Wittingly or unwittingly, matters at the heart of International Law and peace are being obfuscated by some pro-Trump administration commentators meanwhile. For example, retired US Navy Captain Brent Sadler has cited Article 51 of the UN Charter, which provides for the right to self or collective self-defence of UN member states in the face of armed attacks, as justifying the US sinking of the Iranian vessel (See page 2 of The Island of March 10, 2026). But the Article makes it clear that such measures could be resorted to by UN members only ‘ if an armed attack occurs’ against them and under no other circumstances. But no such thing happened in the incident in question and the US acted under a sheer threat perception.

Clearly, the US has violated the Article through its action and has once again demonstrated its tendency to arbitrarily use military might. The general drift of Sadler’s thinking is that in the face of pressing national priorities, obligations of a state under International Law could be side-stepped. This is a sure recipe for international anarchy because in such a policy environment states could pursue their national interests, irrespective of their merits, disregarding in the process their obligations towards the international community.

Moreover, Article 51 repeatedly reiterates the authority of the UN Security Council and the obligation of those states that act in self-defence to report to the Council and be guided by it.
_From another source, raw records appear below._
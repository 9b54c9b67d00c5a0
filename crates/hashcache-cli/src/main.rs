//! Hashcache operator CLI
//!
//! Runs one facade operation against the configured cache server.

mod commands;

use anyhow::{Result, bail};
use clap::Parser;
use hashcache::config::SettingsOverrides;
use hashcache::{CacheFacade, ConfigOverrides};
use std::path::PathBuf;
use tracing::{debug, info};
use tracing_subscriber::EnvFilter;

use crate::commands::Command;

#[derive(Parser, Debug)]
#[command(name = "hashcache")]
#[command(about = "Read and write hash keys through the cache facade")]
struct Args {
    /// Cache host (REDIS_INSTANCE_HOST still wins)
    #[arg(long, global = true)]
    host: Option<String>,

    /// Cache port (REDIS_INSTANCE_PORT still wins)
    #[arg(long, global = true)]
    port: Option<u16>,

    /// JSON file with settings/constants overrides
    #[arg(long, global = true)]
    config: Option<PathBuf>,

    /// Dry-run writes against a throwaway in-process store instead of Redis.
    /// The store dies with the process, so only write commands are accepted.
    #[arg(long, global = true)]
    memory: bool,

    /// Emit logs as JSON
    #[arg(long, global = true)]
    json_logs: bool,

    #[command(subcommand)]
    command: Command,
}

impl Args {
    fn check(&self) -> Result<()> {
        if self.memory && self.command.reads_existing_data() {
            bail!("--memory starts from an empty store; only write and multi-write are allowed");
        }
        Ok(())
    }

    fn overrides(&self) -> Result<ConfigOverrides> {
        let mut overrides = match &self.config {
            Some(path) => ConfigOverrides::from_file(path)?,
            None => ConfigOverrides::default(),
        };

        if self.host.is_some() || self.port.is_some() {
            let settings = overrides.settings.get_or_insert_with(SettingsOverrides::default);
            if let Some(host) = &self.host {
                settings.host = Some(host.clone());
            }
            if let Some(port) = self.port {
                settings.port = Some(port);
            }
        }

        Ok(overrides)
    }
}

fn init_logging(json: bool) -> Result<()> {
    let filter = EnvFilter::from_default_env().add_directive("hashcache=info".parse()?);
    let builder = tracing_subscriber::fmt()
        .with_env_filter(filter)
        .with_writer(std::io::stderr);

    if json {
        builder.json().init();
    } else {
        builder.init();
    }
    Ok(())
}

#[tokio::main]
async fn main() -> Result<()> {
    dotenvy::dotenv().ok();

    let args = Args::parse();
    init_logging(args.json_logs)?;
    args.check()?;

    let overrides = args.overrides()?;
    let cache = if args.memory {
        debug!("Using in-memory store");
        CacheFacade::in_memory(overrides).0
    } else {
        let cache = hashcache::create(overrides);
        info!(
            endpoint = %cache.config().settings.endpoint(),
            version = hashcache::VERSION,
            "Using cache server"
        );
        cache
    };

    let output = args.command.execute(&cache).await?;
    println!("{output}");

    cache.reset().await?;
    Ok(())
}
use singly_linked_list::LinkedList;
use std::sync;

static INIT_TESTS: sync::Once = sync::Once::new();

pub fn init_logging() {
    INIT_TESTS.call_once(|| {
        pretty_env_logger::formatted_builder()
            .is_test(true)
            .parse_filters("trace")
            .init();
    });
}

/// Reads every value out of the list by position, front to back.
pub fn contents<T: Clone>(list: &LinkedList<T>) -> Vec<T> {
    (0..list.size() as isize)
        .map(|index| {
            list.get_at(index)
                .expect("get_at failed inside the list bounds")
                .clone()
        })
        .collect()
}

pub fn list_of(values: &[i32]) -> LinkedList<i32> {
    let mut list = LinkedList::new();
    for value in values {
        list.push_back(*value);
    }
    list
}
Sadler, therefore, could be said to have cited the Article very selectively, whereas, right along member states’ commitments to the UNSC are stressed.

However, it is beyond doubt that international anarchy has strengthened its grip over the world. While the US set destabilizing precedents after the crumbling of the Cold War that paved the way for the current anarchic situation, Russia further aggravated these degenerative trends through its invasion of Ukraine. Stepping back from anarchy has thus emerged as the prime challenge for the world community.